Top to bottom, output the entries that follow exactly.

Items from a data source:
────────

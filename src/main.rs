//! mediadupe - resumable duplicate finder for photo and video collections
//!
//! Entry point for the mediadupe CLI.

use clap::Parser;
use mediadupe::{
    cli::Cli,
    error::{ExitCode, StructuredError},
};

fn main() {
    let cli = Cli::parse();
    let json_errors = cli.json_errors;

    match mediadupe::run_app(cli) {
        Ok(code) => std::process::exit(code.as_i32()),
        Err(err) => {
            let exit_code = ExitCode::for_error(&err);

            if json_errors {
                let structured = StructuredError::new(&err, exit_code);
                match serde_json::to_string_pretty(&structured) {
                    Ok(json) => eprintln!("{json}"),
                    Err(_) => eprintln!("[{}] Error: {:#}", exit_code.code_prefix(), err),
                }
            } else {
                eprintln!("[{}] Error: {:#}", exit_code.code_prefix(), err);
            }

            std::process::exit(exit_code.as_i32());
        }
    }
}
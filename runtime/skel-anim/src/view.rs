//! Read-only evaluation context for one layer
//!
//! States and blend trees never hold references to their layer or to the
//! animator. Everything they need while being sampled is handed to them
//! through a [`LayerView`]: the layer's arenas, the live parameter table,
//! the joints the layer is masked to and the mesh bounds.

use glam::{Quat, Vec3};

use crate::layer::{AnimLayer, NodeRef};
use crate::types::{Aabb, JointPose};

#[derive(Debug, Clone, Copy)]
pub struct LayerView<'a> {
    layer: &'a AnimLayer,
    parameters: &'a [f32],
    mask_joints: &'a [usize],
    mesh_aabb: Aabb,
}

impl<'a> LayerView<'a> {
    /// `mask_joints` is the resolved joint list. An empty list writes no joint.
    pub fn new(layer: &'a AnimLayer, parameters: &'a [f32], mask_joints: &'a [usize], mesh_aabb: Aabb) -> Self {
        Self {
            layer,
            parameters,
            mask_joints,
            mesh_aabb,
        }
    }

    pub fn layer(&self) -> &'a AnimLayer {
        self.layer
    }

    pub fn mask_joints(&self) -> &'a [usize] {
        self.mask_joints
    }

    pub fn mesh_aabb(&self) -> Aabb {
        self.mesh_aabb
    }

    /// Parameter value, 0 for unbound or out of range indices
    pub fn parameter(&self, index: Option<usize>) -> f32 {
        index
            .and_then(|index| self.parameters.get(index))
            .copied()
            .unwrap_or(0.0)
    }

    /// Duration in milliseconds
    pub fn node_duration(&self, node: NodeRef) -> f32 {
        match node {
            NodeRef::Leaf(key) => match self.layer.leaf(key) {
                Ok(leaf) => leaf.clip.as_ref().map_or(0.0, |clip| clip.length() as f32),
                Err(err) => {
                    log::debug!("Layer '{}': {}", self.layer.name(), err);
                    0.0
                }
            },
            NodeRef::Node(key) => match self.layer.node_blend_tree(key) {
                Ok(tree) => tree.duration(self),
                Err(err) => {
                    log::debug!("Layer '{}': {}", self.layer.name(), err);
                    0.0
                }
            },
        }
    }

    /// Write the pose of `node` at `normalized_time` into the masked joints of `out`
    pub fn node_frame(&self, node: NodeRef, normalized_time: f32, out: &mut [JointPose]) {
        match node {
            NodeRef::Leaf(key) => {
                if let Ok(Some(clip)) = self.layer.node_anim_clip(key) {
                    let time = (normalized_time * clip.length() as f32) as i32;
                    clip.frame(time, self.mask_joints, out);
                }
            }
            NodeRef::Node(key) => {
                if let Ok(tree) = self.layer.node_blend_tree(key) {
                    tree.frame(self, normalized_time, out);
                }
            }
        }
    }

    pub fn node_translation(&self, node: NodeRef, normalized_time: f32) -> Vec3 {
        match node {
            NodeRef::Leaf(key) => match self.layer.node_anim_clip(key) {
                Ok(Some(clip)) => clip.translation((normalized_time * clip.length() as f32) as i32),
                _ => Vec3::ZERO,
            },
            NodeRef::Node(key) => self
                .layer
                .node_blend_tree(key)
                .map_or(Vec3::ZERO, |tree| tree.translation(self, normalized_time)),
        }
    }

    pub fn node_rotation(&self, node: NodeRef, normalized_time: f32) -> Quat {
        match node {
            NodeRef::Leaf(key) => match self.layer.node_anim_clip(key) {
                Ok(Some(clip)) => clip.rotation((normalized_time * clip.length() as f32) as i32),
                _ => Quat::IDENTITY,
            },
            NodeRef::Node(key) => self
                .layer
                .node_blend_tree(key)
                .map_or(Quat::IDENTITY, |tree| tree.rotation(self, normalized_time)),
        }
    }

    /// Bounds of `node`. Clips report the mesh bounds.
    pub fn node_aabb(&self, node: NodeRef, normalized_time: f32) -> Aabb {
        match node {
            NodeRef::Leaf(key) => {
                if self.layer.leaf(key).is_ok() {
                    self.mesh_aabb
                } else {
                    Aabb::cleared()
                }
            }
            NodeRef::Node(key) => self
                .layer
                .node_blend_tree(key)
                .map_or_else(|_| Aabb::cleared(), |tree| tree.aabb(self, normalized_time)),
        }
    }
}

────────

## Answer for this exercise
filename src/main.rs
//! mediadupe - resumable duplicate finder for photo and video collections
//!
//! Entry point for the mediadupe CLI.

use clap::Parser;
use mediadupe::{
    cli::Cli,
    error::{ExitCode, StructuredError},
};

fn main() {
    let cli = Cli::parse();
    let json_errors = cli.json_errors;

    match mediadupe::run_app(cli) {
        Ok(code) => std::process::exit(code.as_i32()),
        Err(err) => {
            let exit_code = ExitCode::for_error(&err);

            if json_errors {
                let structured = StructuredError::new(&err, exit_code);
                match serde_json::to_string_pretty(&structured) {
                    Ok(json) => eprintln!("{json}"),
                    Err(_) => eprintln!("[{}] Error: {:#}", exit_code.code_prefix(), err),
                }
            } else {
                eprintln!("[{}] Error: {:#}", exit_code.code_prefix(), err);
            }

            std::process::exit(exit_code.as_i32());
        }
    }
}
filename runtime/skel-anim/src/view.rs
//! Read-only evaluation context for one layer
//!
//! States and blend trees never hold references to their layer or to the
//! animator. Everything they need while being sampled is handed to them
//! through a [`LayerView`]: the layer's arenas, the live parameter table,
//! the joints the layer is masked to and the mesh bounds.

use glam::{Quat, Vec3};

use crate::layer::{AnimLayer, NodeRef};
use crate::types::{Aabb, JointPose};

#[derive(Debug, Clone, Copy)]
pub struct LayerView<'a> {
    layer: &'a AnimLayer,
    parameters: &'a [f32],
    mask_joints: &'a [usize],
    mesh_aabb: Aabb,
}

impl<'a> LayerView<'a> {
    /// `mask_joints` is the resolved joint list. An empty list writes no joint.
    pub fn new(layer: &'a AnimLayer, parameters: &'a [f32], mask_joints: &'a [usize], mesh_aabb: Aabb) -> Self {
        Self {
            layer,
            parameters,
            mask_joints,
            mesh_aabb,
        }
    }

    pub fn layer(&self) -> &'a AnimLayer {
        self.layer
    }

    pub fn mask_joints(&self) -> &'a [usize] {
        self.mask_joints
    }

    pub fn mesh_aabb(&self) -> Aabb {
        self.mesh_aabb
    }

    /// Parameter value, 0 for unbound or out of range indices
    pub fn parameter(&self, index: Option<usize>) -> f32 {
        index
            .and_then(|index| self.parameters.get(index))
            .copied()
            .unwrap_or(0.0)
    }

    /// Duration in milliseconds
    pub fn node_duration(&self, node: NodeRef) -> f32 {
        match node {
            NodeRef::Leaf(key) => match self.layer.leaf(key) {
                Ok(leaf) => leaf.clip.as_ref().map_or(0.0, |clip| clip.length() as f32),
                Err(err) => {
                    log::debug!("Layer '{}': {}", self.layer.name(), err);
                    0.0
                }
            },
            NodeRef::Node(key) => match self.layer.node_blend_tree(key) {
                Ok(tree) => tree.duration(self),
                Err(err) => {
                    log::debug!("Layer '{}': {}", self.layer.name(), err);
                    0.0
                }
            },
        }
    }

    /// Write the pose of `node` at `normalized_time` into the masked joints of `out`
    pub fn node_frame(&self, node: NodeRef, normalized_time: f32, out: &mut [JointPose]) {
        match node {
            NodeRef::Leaf(key) => {
                if let Ok(Some(clip)) = self.layer.node_anim_clip(key) {
                    let time = (normalized_time * clip.length() as f32) as i32;
                    clip.frame(time, self.mask_joints, out);
                }
            }
            NodeRef::Node(key) => {
                if let Ok(tree) = self.layer.node_blend_tree(key) {
                    tree.frame(self, normalized_time, out);
                }
            }
        }
    }

    pub fn node_translation(&self, node: NodeRef, normalized_time: f32) -> Vec3 {
        match node {
            NodeRef::Leaf(key) => match self.layer.node_anim_clip(key) {
                Ok(Some(clip)) => clip.translation((normalized_time * clip.length() as f32) as i32),
                _ => Vec3::ZERO,
            },
            NodeRef::Node(key) => self
                .layer
                .node_blend_tree(key)
                .map_or(Vec3::ZERO, |tree| tree.translation(self, normalized_time)),
        }
    }

    pub fn node_rotation(&self, node: NodeRef, normalized_time: f32) -> Quat {
        match node {
            NodeRef::Leaf(key) => match self.layer.node_anim_clip(key) {
                Ok(Some(clip)) => clip.rotation((normalized_time * clip.length() as f32) as i32),
                _ => Quat::IDENTITY,
            },
            NodeRef::Node(key) => self
                .layer
                .node_blend_tree(key)
                .map_or(Quat::IDENTITY, |tree| tree.rotation(self, normalized_time)),
        }
    }

    /// Bounds of `node`. Clips report the mesh bounds.
    pub fn node_aabb(&self, node: NodeRef, normalized_time: f32) -> Aabb {
        match node {
            NodeRef::Leaf(key) => {
                if self.layer.leaf(key).is_ok() {
                    self.mesh_aabb
                } else {
                    Aabb::cleared()
                }
            }
            NodeRef::Node(key) => self
                .layer
                .node_blend_tree(key)
                .map_or_else(|_| Aabb::cleared(), |tree| tree.aabb(self, normalized_time)),
        }
    }
}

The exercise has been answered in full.